What you should do - Start at the line with "C-family check: a" in the records below, stop at the line with "legitimately ends bare.", and return every line in that span exactly, the two end lines included.

========================================

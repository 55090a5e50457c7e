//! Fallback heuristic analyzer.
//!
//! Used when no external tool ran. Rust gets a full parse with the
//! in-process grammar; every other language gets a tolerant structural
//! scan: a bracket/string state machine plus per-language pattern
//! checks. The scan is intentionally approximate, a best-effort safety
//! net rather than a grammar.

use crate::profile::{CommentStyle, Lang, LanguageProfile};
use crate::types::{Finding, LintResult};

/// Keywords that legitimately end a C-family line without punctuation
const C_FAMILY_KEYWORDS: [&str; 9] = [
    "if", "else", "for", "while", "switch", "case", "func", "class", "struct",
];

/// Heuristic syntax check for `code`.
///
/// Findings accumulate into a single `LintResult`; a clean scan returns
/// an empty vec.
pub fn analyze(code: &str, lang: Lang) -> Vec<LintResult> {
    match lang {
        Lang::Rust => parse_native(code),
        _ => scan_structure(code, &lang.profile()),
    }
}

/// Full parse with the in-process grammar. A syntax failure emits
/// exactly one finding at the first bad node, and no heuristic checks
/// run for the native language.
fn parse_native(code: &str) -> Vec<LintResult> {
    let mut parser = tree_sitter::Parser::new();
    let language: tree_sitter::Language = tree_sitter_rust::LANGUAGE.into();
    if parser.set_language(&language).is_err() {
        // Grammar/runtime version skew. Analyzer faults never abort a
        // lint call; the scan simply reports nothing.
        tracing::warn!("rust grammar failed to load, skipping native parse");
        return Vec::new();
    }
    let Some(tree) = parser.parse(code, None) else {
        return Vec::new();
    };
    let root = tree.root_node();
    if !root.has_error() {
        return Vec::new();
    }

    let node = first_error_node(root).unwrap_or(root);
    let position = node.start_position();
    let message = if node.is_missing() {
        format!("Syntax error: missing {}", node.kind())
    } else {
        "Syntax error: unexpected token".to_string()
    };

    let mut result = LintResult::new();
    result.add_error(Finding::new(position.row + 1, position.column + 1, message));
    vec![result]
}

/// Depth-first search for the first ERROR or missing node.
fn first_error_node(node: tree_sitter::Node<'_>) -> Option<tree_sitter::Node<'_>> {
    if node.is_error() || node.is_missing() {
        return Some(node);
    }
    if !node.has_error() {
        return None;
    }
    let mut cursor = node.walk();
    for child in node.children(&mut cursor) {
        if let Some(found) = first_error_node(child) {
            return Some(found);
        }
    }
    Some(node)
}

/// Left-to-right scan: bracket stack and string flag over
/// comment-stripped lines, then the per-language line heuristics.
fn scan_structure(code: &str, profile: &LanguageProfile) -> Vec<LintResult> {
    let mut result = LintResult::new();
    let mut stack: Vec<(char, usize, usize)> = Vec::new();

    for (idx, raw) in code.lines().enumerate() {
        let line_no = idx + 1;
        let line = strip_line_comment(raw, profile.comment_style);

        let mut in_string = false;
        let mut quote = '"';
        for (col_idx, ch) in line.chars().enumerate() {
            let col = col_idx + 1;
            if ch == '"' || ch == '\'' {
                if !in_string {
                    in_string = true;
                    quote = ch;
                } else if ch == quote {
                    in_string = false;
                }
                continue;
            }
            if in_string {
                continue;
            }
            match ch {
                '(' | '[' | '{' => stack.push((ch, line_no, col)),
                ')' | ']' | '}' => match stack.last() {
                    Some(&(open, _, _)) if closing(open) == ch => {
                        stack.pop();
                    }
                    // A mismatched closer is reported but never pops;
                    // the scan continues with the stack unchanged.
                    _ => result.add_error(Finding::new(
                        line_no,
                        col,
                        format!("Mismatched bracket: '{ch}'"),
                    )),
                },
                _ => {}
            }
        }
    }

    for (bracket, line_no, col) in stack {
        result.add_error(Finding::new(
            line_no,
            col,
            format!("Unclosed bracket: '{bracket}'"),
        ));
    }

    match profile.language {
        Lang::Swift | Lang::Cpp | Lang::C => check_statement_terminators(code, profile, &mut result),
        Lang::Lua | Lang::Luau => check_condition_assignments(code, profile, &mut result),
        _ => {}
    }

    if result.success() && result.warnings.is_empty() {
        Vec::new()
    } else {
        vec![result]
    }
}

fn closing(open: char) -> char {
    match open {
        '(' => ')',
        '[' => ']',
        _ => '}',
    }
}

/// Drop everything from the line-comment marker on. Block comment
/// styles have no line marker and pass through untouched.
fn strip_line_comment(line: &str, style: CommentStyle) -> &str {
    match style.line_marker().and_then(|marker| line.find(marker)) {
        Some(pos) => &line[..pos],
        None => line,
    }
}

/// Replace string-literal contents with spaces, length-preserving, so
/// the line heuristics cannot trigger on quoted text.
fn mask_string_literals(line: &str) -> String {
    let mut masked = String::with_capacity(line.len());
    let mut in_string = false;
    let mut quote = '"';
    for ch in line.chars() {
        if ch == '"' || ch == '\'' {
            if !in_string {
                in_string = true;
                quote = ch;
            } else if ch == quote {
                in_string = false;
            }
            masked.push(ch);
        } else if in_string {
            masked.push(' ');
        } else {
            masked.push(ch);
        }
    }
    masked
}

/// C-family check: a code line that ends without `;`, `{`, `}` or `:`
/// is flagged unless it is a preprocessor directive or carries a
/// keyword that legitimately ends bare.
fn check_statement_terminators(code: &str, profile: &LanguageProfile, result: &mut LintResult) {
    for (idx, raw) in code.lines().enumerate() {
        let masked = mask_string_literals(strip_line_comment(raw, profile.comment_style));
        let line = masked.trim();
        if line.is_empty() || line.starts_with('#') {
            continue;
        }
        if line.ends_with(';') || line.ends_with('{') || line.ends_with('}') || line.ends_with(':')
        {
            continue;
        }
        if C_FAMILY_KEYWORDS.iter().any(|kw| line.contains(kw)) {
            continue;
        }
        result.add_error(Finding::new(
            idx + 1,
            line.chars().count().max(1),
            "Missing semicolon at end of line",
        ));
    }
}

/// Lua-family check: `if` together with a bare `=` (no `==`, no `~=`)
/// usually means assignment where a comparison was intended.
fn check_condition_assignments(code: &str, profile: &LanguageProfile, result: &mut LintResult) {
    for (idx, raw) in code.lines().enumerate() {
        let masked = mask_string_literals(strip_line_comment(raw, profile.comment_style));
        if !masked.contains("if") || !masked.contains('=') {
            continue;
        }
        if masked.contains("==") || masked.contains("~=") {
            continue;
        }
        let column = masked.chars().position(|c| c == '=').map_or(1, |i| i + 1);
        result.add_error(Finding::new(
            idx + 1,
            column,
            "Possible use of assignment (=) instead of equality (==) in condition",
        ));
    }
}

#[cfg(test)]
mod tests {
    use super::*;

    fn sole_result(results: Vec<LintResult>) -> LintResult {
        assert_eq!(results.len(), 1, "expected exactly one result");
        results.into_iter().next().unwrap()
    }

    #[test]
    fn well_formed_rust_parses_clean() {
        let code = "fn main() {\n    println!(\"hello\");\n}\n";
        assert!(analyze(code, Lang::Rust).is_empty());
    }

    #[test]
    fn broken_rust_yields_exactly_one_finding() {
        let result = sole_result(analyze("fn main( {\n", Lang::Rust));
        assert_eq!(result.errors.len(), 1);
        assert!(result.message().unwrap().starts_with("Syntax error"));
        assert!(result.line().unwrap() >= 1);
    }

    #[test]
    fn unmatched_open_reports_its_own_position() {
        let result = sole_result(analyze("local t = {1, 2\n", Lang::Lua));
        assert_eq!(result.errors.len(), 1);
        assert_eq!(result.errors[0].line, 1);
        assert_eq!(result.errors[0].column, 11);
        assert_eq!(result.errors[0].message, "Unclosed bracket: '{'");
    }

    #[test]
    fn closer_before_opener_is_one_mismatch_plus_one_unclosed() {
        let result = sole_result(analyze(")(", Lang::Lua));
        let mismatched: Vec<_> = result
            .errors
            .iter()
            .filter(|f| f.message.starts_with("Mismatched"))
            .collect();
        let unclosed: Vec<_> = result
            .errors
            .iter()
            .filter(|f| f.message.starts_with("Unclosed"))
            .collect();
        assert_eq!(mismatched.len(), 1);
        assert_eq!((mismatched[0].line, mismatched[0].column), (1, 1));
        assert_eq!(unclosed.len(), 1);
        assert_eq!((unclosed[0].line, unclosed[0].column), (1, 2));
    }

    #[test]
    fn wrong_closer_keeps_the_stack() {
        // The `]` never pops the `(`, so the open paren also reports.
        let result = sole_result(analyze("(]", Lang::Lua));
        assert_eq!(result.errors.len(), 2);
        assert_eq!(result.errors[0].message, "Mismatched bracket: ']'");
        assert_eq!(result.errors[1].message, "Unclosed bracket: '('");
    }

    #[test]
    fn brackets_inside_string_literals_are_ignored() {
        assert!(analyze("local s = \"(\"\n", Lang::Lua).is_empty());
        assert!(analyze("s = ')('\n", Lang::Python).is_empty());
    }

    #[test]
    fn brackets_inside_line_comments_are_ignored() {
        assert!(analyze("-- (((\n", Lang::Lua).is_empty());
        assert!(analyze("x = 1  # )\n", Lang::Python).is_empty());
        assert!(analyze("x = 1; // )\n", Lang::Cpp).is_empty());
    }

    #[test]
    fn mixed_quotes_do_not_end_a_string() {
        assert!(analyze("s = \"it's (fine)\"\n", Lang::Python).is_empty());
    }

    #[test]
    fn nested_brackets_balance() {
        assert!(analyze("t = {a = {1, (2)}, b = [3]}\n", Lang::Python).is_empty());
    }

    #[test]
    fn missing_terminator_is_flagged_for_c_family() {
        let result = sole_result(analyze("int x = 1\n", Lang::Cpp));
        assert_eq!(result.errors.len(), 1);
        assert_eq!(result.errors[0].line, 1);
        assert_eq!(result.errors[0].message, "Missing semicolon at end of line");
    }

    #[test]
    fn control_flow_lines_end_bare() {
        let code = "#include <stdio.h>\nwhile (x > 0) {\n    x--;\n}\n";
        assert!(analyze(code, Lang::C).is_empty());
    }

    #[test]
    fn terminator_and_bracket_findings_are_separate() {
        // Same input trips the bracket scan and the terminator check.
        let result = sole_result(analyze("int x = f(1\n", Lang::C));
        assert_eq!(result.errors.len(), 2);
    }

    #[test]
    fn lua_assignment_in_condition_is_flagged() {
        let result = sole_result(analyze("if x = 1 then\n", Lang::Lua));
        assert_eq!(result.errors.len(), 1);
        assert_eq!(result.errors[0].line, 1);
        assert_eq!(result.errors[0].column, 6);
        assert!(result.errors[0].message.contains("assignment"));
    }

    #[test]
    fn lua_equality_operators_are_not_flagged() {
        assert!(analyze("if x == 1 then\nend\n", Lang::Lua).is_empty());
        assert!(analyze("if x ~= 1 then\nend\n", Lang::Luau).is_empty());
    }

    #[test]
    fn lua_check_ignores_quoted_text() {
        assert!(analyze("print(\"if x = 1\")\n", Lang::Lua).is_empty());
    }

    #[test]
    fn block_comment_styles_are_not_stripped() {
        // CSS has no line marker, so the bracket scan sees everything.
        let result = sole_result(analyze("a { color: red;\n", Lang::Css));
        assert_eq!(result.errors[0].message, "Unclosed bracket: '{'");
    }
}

========================================

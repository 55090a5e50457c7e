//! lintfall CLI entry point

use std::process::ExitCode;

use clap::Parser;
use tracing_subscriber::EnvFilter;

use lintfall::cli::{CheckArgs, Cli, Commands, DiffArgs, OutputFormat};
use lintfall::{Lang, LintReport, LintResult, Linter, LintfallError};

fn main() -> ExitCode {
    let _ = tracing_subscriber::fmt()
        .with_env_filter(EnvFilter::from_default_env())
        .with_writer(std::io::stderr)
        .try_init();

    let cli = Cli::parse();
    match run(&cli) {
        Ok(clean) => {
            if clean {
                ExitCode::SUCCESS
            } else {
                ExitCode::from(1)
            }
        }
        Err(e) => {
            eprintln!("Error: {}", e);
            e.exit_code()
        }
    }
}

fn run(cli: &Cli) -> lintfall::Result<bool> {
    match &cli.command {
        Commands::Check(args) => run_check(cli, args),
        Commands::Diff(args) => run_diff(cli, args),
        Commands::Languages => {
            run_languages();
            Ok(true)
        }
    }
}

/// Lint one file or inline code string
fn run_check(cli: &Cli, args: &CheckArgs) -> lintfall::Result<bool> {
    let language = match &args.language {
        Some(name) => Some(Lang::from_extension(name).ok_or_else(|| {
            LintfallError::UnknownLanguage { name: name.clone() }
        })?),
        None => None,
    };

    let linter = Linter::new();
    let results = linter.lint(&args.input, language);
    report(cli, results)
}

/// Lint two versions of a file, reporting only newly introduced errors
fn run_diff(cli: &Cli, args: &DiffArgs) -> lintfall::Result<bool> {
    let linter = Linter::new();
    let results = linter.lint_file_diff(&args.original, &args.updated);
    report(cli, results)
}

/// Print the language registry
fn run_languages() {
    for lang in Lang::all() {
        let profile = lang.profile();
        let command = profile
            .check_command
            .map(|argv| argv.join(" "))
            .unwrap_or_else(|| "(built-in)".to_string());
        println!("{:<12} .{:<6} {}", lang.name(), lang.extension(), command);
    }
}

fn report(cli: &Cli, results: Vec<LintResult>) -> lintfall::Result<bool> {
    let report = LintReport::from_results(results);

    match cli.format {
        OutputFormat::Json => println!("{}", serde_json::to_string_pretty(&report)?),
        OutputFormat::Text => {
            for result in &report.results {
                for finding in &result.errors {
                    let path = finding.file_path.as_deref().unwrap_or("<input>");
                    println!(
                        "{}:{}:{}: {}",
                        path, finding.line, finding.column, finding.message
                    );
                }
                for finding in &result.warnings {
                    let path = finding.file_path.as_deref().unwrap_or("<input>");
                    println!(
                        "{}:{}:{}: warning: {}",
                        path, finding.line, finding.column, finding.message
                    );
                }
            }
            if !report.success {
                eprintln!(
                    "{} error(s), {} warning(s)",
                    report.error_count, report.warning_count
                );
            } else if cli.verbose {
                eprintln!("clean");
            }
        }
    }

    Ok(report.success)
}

========================================

Reply to the task -
/// C-family check: a code line that ends without `;`, `{`, `}` or `:`
/// is flagged unless it is a preprocessor directive or carries a
/// keyword that legitimately ends bare.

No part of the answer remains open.